Predictable and consistent regulation of protein production is crucial when designing synthetic genetic circuits and for industrial scale productions. To achieve this, it is necessary to identify or design promoter and 5′UTR sequences which produce proteins at a predictable time-points.

The goal of this thesis was to establish and characterize artificial constitutive promoter and 5′UTR sequences in Vibrio natriegens and Escherichia coli, and to compare the functionality of these sequences in the two organisms. The establishment and use of the non-model organism Vibrio natriegens for molecular biology research are still in the early days and methods for working with the organism had to be established for the PhotoSynLab group laboratory environment previous to the establishment of the promoter and 5′UTR libraries. In this thesis, the Gene Expression Engineering method was demonstrated to work well in Vibrio natriegens resulting in functional artificial constitutive promoter and 5′UTR sequences. The advantages working with Vibrio natriegens was demonstrated and attributed to the rapid growth time, which is important both in research where time is invaluable and large-scale biotechnology industry both economically and environmentally. PhD candidate Liza Tietze performed and established several methods making the establishment of Vibrio natriegens possible. Several other members of the laboratory group contributed by attempting to use the organism for other research goals. The constructed pACYC-sfGFP 200N SD plasmid contained an artificial promoter and 5′UTR sequence of 200 random nucleotides containing a Shine-Dalgarno sequence (GGAG).
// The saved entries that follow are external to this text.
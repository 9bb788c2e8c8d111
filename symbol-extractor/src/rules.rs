//! Per-language node classification for the tree-sitter extractor.

use crate::Language;
use crate::SymbolKind;
use tree_sitter::Node;

pub(crate) fn grammar(language: Language) -> Option<tree_sitter::Language> {
    match language {
        Language::Rust => Some(tree_sitter_rust::LANGUAGE.into()),
        Language::Python => Some(tree_sitter_python::LANGUAGE.into()),
        Language::JavaScript => Some(tree_sitter_javascript::LANGUAGE.into()),
        Language::TypeScript => Some(tree_sitter_typescript::LANGUAGE_TYPESCRIPT.into()),
        Language::Tsx => Some(tree_sitter_typescript::LANGUAGE_TSX.into()),
        Language::Go => Some(tree_sitter_go::LANGUAGE.into()),
        _ => None,
    }
}

/// Returns the symbol kind and the name node when `node` declares a symbol.
pub(crate) fn classify<'tree>(
    language: Language,
    node: Node<'tree>,
    source: &str,
) -> Option<(SymbolKind, Node<'tree>)> {
    let (kind, name) = match language {
        Language::Rust => classify_rust(node)?,
        Language::Python => classify_python(node, source)?,
        Language::JavaScript | Language::TypeScript | Language::Tsx => classify_script(node)?,
        Language::Go => classify_go(node)?,
        _ => return None,
    };
    name.kind().ends_with("identifier").then_some((kind, name))
}

/// Whether an identifier-like node is a use site worth resolving.
pub(crate) fn is_use(language: Language, node: Node<'_>) -> bool {
    let parent_kind = node.parent().map(|parent| parent.kind()).unwrap_or_default();
    match (language, node.kind()) {
        (_, "identifier") => true,
        (Language::Python, _) => false,
        (_, "type_identifier") => true,
        (Language::Rust, "field_identifier") => parent_kind == "field_expression",
        (Language::Go, "field_identifier") => parent_kind == "selector_expression",
        (
            Language::JavaScript | Language::TypeScript | Language::Tsx,
            "property_identifier",
        ) => parent_kind == "member_expression",
        _ => false,
    }
}

/// Name of the closest enclosing declaration, or the receiver/impl type.
pub(crate) fn container_name(language: Language, node: Node<'_>, source: &str) -> Option<String> {
    if language == Language::Go && node.kind() == "method_declaration" {
        return node
            .child_by_field_name("receiver")
            .and_then(|receiver| first_descendant(receiver, "type_identifier"))
            .and_then(|ident| text(ident, source));
    }

    let mut current = node.parent();
    while let Some(ancestor) = current {
        if language == Language::Rust && ancestor.kind() == "impl_item" {
            return ancestor
                .child_by_field_name("type")
                .and_then(|ty| text(ty, source))
                .map(|ty| strip_generics(&ty));
        }
        if let Some((_, name)) = classify(language, ancestor, source) {
            return text(name, source);
        }
        current = ancestor.parent();
    }
    None
}

pub(crate) fn text(node: Node<'_>, source: &str) -> Option<String> {
    node.utf8_text(source.as_bytes())
        .ok()
        .map(str::trim)
        .filter(|s| !s.is_empty())
        .map(ToString::to_string)
}

fn classify_rust(node: Node<'_>) -> Option<(SymbolKind, Node<'_>)> {
    let kind = match node.kind() {
        "function_item" | "function_signature_item" => {
            let owner = nearest_ancestor(node, &["function_item", "impl_item", "trait_item"]);
            match owner.map(|n| n.kind()) {
                Some("impl_item") | Some("trait_item") => SymbolKind::Method,
                _ => SymbolKind::Function,
            }
        }
        "struct_item" | "union_item" => SymbolKind::Struct,
        "enum_item" => SymbolKind::Enum,
        "trait_item" => SymbolKind::Interface,
        "type_item" => SymbolKind::TypeAlias,
        "const_item" => SymbolKind::Constant,
        "static_item" => SymbolKind::Variable,
        "mod_item" => SymbolKind::Module,
        _ => return None,
    };
    Some((kind, node.child_by_field_name("name")?))
}

fn classify_python<'tree>(node: Node<'tree>, source: &str) -> Option<(SymbolKind, Node<'tree>)> {
    match node.kind() {
        "function_definition" => {
            let owner = nearest_ancestor(node, &["function_definition", "class_definition"]);
            let kind = match owner.map(|n| n.kind()) {
                Some("class_definition") => SymbolKind::Method,
                _ => SymbolKind::Function,
            };
            Some((kind, node.child_by_field_name("name")?))
        }
        "class_definition" => Some((SymbolKind::Class, node.child_by_field_name("name")?)),
        "assignment" => {
            let statement = node.parent().filter(|p| p.kind() == "expression_statement")?;
            statement.parent().filter(|p| p.kind() == "module")?;
            let name = node.child_by_field_name("left")?;
            let is_constant = text(name, source)
                .map(|s| s.chars().all(|c| c.is_ascii_uppercase() || c == '_' || c.is_ascii_digit()))
                .unwrap_or(false);
            let kind = if is_constant {
                SymbolKind::Constant
            } else {
                SymbolKind::Variable
            };
            Some((kind, name))
        }
        _ => None,
    }
}

fn classify_script(node: Node<'_>) -> Option<(SymbolKind, Node<'_>)> {
    let kind = match node.kind() {
        "function_declaration" | "generator_function_declaration" => SymbolKind::Function,
        "class_declaration" | "abstract_class_declaration" => SymbolKind::Class,
        "method_definition" | "method_signature" | "abstract_method_signature" => {
            SymbolKind::Method
        }
        "interface_declaration" => SymbolKind::Interface,
        "type_alias_declaration" => SymbolKind::TypeAlias,
        "enum_declaration" => SymbolKind::Enum,
        "internal_module" => SymbolKind::Module,
        "variable_declarator" => {
            let declaration = node.parent()?;
            if !matches!(declaration.kind(), "lexical_declaration" | "variable_declaration") {
                return None;
            }
            let scope = declaration.parent()?;
            if !matches!(scope.kind(), "program" | "export_statement") {
                return None;
            }
            let value_kind = node.child_by_field_name("value").map(|v| v.kind());
            match value_kind {
                Some("arrow_function") | Some("function_expression") | Some("function") => {
                    SymbolKind::Function
                }
                _ => SymbolKind::Variable,
            }
        }
        _ => return None,
    };
    Some((kind, node.child_by_field_name("name")?))
}

fn classify_go(node: Node<'_>) -> Option<(SymbolKind, Node<'_>)> {
    let kind = match node.kind() {
        "function_declaration" => SymbolKind::Function,
        "method_declaration" => SymbolKind::Method,
        "type_spec" => match node.child_by_field_name("type").map(|t| t.kind()) {
            Some("struct_type") => SymbolKind::Struct,
            Some("interface_type") => SymbolKind::Interface,
            _ => SymbolKind::TypeAlias,
        },
        "type_alias" => SymbolKind::TypeAlias,
        "const_spec" => SymbolKind::Constant,
        "var_spec" => {
            let in_function = nearest_ancestor(
                node,
                &["function_declaration", "method_declaration", "func_literal"],
            );
            if in_function.is_some() {
                return None;
            }
            SymbolKind::Variable
        }
        _ => return None,
    };
    Some((kind, node.child_by_field_name("name")?))
}

fn nearest_ancestor<'tree>(node: Node<'tree>, kinds: &[&str]) -> Option<Node<'tree>> {
    let mut current = node.parent();
    while let Some(ancestor) = current {
        if kinds.contains(&ancestor.kind()) {
            return Some(ancestor);
        }
        current = ancestor.parent();
    }
    None
}

fn first_descendant<'tree>(node: Node<'tree>, kind: &str) -> Option<Node<'tree>> {
    let mut stack = vec![node];
    while let Some(current) = stack.pop() {
        if current.kind() == kind {
            return Some(current);
        }
        let mut cursor = current.walk();
        let children: Vec<Node<'tree>> = current.named_children(&mut cursor).collect();
        stack.extend(children.into_iter().rev());
    }
    None
}

fn strip_generics(raw: &str) -> String {
    let end = raw.find('<').unwrap_or(raw.len());
    raw[..end].replace(' ', "")
}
The establishment of 36 unique functional promoter and 5′UTR sequences was identified and characterized by fluorescence measurement of the green fluorescent protein and sequence analysis. Comparison of normalized GFP expression levels in Escherichia coli and Vibrio natriegens showed that the protein production was variable and consistently higher in Escherichia coli. In Escherichia coli the majority of the promoter and 5′UTR’s were activated during the late exponential to stationary growth phase. Further experiments with a larger dataset are needed to draw definite conclusions on the sequence analysis result and growth experiments for Vibrio natriegens. The sequence analysis performed in silico by the online software BPROM and Improbizer resulted in inconsistent predictions. The possibility of different functionality of the gene transcription systems of the two organisms for the process of transcription initiation were indicated.